Records shown -
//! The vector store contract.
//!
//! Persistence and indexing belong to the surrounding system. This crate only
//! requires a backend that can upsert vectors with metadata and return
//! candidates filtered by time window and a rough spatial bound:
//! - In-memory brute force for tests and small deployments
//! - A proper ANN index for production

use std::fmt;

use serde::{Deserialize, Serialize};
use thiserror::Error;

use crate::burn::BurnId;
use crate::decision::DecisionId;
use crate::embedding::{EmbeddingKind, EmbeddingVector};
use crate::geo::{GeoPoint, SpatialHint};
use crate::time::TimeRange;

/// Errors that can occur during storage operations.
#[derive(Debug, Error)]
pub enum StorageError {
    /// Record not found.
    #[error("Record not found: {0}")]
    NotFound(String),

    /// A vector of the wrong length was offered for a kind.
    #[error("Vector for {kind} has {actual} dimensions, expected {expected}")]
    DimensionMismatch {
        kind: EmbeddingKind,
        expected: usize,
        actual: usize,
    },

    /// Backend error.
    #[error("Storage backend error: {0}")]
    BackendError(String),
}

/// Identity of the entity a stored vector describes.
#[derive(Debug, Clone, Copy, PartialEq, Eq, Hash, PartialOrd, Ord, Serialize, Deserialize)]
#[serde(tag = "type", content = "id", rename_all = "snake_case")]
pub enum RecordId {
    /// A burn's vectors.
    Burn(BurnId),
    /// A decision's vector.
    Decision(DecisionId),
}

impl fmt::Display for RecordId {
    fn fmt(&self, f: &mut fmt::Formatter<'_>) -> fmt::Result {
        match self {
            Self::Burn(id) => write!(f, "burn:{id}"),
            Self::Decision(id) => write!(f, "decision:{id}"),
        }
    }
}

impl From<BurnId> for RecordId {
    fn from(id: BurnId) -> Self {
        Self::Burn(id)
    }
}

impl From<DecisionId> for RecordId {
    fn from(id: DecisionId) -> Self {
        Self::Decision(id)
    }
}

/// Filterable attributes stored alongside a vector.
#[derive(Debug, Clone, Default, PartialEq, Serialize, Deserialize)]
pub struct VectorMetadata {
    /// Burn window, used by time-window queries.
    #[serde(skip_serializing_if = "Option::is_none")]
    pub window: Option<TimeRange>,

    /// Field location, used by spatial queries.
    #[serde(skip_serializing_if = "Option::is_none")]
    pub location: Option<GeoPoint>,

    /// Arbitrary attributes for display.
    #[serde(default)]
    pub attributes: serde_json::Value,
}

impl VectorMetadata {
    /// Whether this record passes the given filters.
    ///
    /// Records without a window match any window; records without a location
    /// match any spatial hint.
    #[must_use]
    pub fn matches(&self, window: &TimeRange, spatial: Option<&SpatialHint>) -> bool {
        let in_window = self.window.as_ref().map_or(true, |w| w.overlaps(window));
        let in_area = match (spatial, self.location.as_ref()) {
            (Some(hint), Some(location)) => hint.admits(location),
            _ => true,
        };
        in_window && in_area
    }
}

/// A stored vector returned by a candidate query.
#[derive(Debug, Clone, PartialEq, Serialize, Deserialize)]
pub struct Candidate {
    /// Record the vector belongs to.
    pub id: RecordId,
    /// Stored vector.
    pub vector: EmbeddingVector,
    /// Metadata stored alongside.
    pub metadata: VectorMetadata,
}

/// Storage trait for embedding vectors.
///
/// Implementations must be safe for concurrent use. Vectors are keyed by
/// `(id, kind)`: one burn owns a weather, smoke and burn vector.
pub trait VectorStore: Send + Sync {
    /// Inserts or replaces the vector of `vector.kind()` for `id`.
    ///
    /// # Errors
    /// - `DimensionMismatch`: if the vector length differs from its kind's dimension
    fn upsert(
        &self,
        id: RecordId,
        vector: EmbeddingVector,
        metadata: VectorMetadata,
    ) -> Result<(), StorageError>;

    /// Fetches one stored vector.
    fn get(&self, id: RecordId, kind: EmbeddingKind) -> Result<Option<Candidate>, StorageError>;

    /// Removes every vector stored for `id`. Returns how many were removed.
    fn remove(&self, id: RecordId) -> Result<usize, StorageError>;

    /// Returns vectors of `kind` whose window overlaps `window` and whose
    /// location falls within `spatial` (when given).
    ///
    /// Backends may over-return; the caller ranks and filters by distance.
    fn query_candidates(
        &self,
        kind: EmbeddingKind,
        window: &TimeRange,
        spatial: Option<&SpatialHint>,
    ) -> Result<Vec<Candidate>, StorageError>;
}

Goal of the exercise - All lines with the word "Result" must be located in the data and copied.

Answer space -
    fn fmt(&self, f: &mut fmt::Formatter<'_>) -> fmt::Result {
    ) -> Result<(), StorageError>;
    fn get(&self, id: RecordId, kind: EmbeddingKind) -> Result<Option<Candidate>, StorageError>;
    fn remove(&self, id: RecordId) -> Result<usize, StorageError>;
    ) -> Result<Vec<Candidate>, StorageError>;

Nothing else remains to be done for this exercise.